Dollar General Health Interventions

Dollar General variety shop at 800 Broad Street in Durham, North Carolina. Image courtesy of Wikimedia Commons.

A study conducted by the Yale School of Management analyzed the impacts of using Dollar General stores as COVID-19 vaccine distributors. Originally, the U.S. focused vaccination efforts on commercial retail distribution partners through the Federal Retail Pharmacy Program (FRPP). However, lower-income households and populations living in rural areas face many barriers to receiving the vaccine, including access to transportation or scheduling technology. 

Professor Judith Chevalier and Assistant Professor Jason Schwartz concluded that adding Dollar General stores as vaccination sites would create proximity advantages for low-income households, populations living in rural counties, Black Americans, and Hispanic Americans in regions across the U.S. 
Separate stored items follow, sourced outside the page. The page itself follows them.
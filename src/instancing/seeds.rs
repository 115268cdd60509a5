use std::f32::consts::PI;

use glam::{Vec3, Vec4};
use rand::Rng;

/// Exponent shaping the super-torus cross-section.
const SUPERTORUS_EXPONENT: f32 = 1.2;
/// Stretch applied to the cross-section before jittering.
const SPREAD: f32 = 80.0;

/// Uniform sample in `[-r, r]` (or `[r, -r]` for negative `r`).
fn signed<R: Rng + ?Sized>(rng: &mut R, r: f32) -> f32 {
    rng.random_range(-1.0f32..=1.0) * r
}

/// One point of the super-torus distribution.
///
/// A point on a squashed unit ring gives the half-extents of a box, and the
/// returned point is uniform inside that box.
pub fn supertorus_point<R: Rng + ?Sized>(rng: &mut R) -> Vec3 {
    let angle = signed(rng, PI);
    let radius = signed(rng, 1.0);
    let (sa, ca) = angle.sin_cos();
    let x = radius * ca.signum() * ca.abs().powf(SUPERTORUS_EXPONENT);
    let y = radius * sa.signum() * sa.abs().powf(SUPERTORUS_EXPONENT);

    Vec3::new(
        signed(rng, x * SPREAD),
        signed(rng, y),
        signed(rng, x + y * SPREAD),
    )
}

/// `count` seed points as `vec4` (w = 1) for a std430 storage buffer.
pub fn supertorus_points<R: Rng + ?Sized>(
    count: usize,
    rng: &mut R,
) -> Vec<Vec4> {
    (0..count)
        .map(|_| supertorus_point(rng).extend(1.0))
        .collect()
}

#[cfg(test)]
mod tests {
    use rand::rngs::StdRng;
    use rand::SeedableRng;

    use super::*;

    #[test]
    fn points_stay_inside_analytic_bounds() {
        let mut rng = StdRng::seed_from_u64(2024);
        for p in supertorus_points(20_000, &mut rng) {
            assert!(p.x.abs() <= SPREAD + 1e-3, "{p:?}");
            assert!(p.y.abs() <= 1.0 + 1e-6, "{p:?}");
            assert!(p.z.abs() <= SPREAD + 1.0 + 1e-3, "{p:?}");
            assert_eq!(p.w, 1.0);
        }
    }

    #[test]
    fn produces_requested_count() {
        let mut rng = StdRng::seed_from_u64(0);
        assert!(supertorus_points(0, &mut rng).is_empty());
        assert_eq!(supertorus_points(1234, &mut rng).len(), 1234);
    }

    #[test]
    fn cloud_is_spread_out() {
        let mut rng = StdRng::seed_from_u64(8);
        let pts = supertorus_points(5000, &mut rng);
        let max_x = pts.iter().map(|p| p.x.abs()).fold(0.0f32, f32::max);
        assert!(max_x > 10.0);
    }
}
Chevalier and Schwartz used the Social Vulnerability Index (SVI) created by the Centers for Disease Control (CDC) to assess the relationship between vaccination accessibility and social vulnerability. The SVI uses factors such as socioeconomic status, access to special services and transportation, and household composition to determine which communities would require additional support during public health emergencies such as COVID-19. The higher the SVI calculation, the more vulnerable the population in that area. These areas are referred to as tracts. small subdivisions of a county or equivalent entity for which the census collects statistical data. “The SVI Index has been used a fair bit during COVID-19 to talk about whether people in low SVI areas are getting fewer or more vaccines than people in high SVI areas,” Chevalier said.  

Chevalier and Schwartz found that, even though higher SVI tracts have a lower number of retail pharmacies, they have a higher density of Dollar General stores. The addition of Dollar General stores as vaccine distributors would therefore increase the percentage of low-income households that are less than one mile from a pharmacy partner from 48.9 percent to 60.5 percent, significantly reducing the transportation barrier. “While we may have missed our chance to use Dollar General stores in the first round of COVID-19 vaccines, I am hopeful that for the booster program they can consider it,” Chevalier said. 

Dollar General stores, moreover, may hold potential in distributing resources beyond the COVID-19 vaccine. “There is also a whole variety of health interventions, social assistance programs, et cetera for which Dollar General stores are so perfectly located,” Chevalier stated.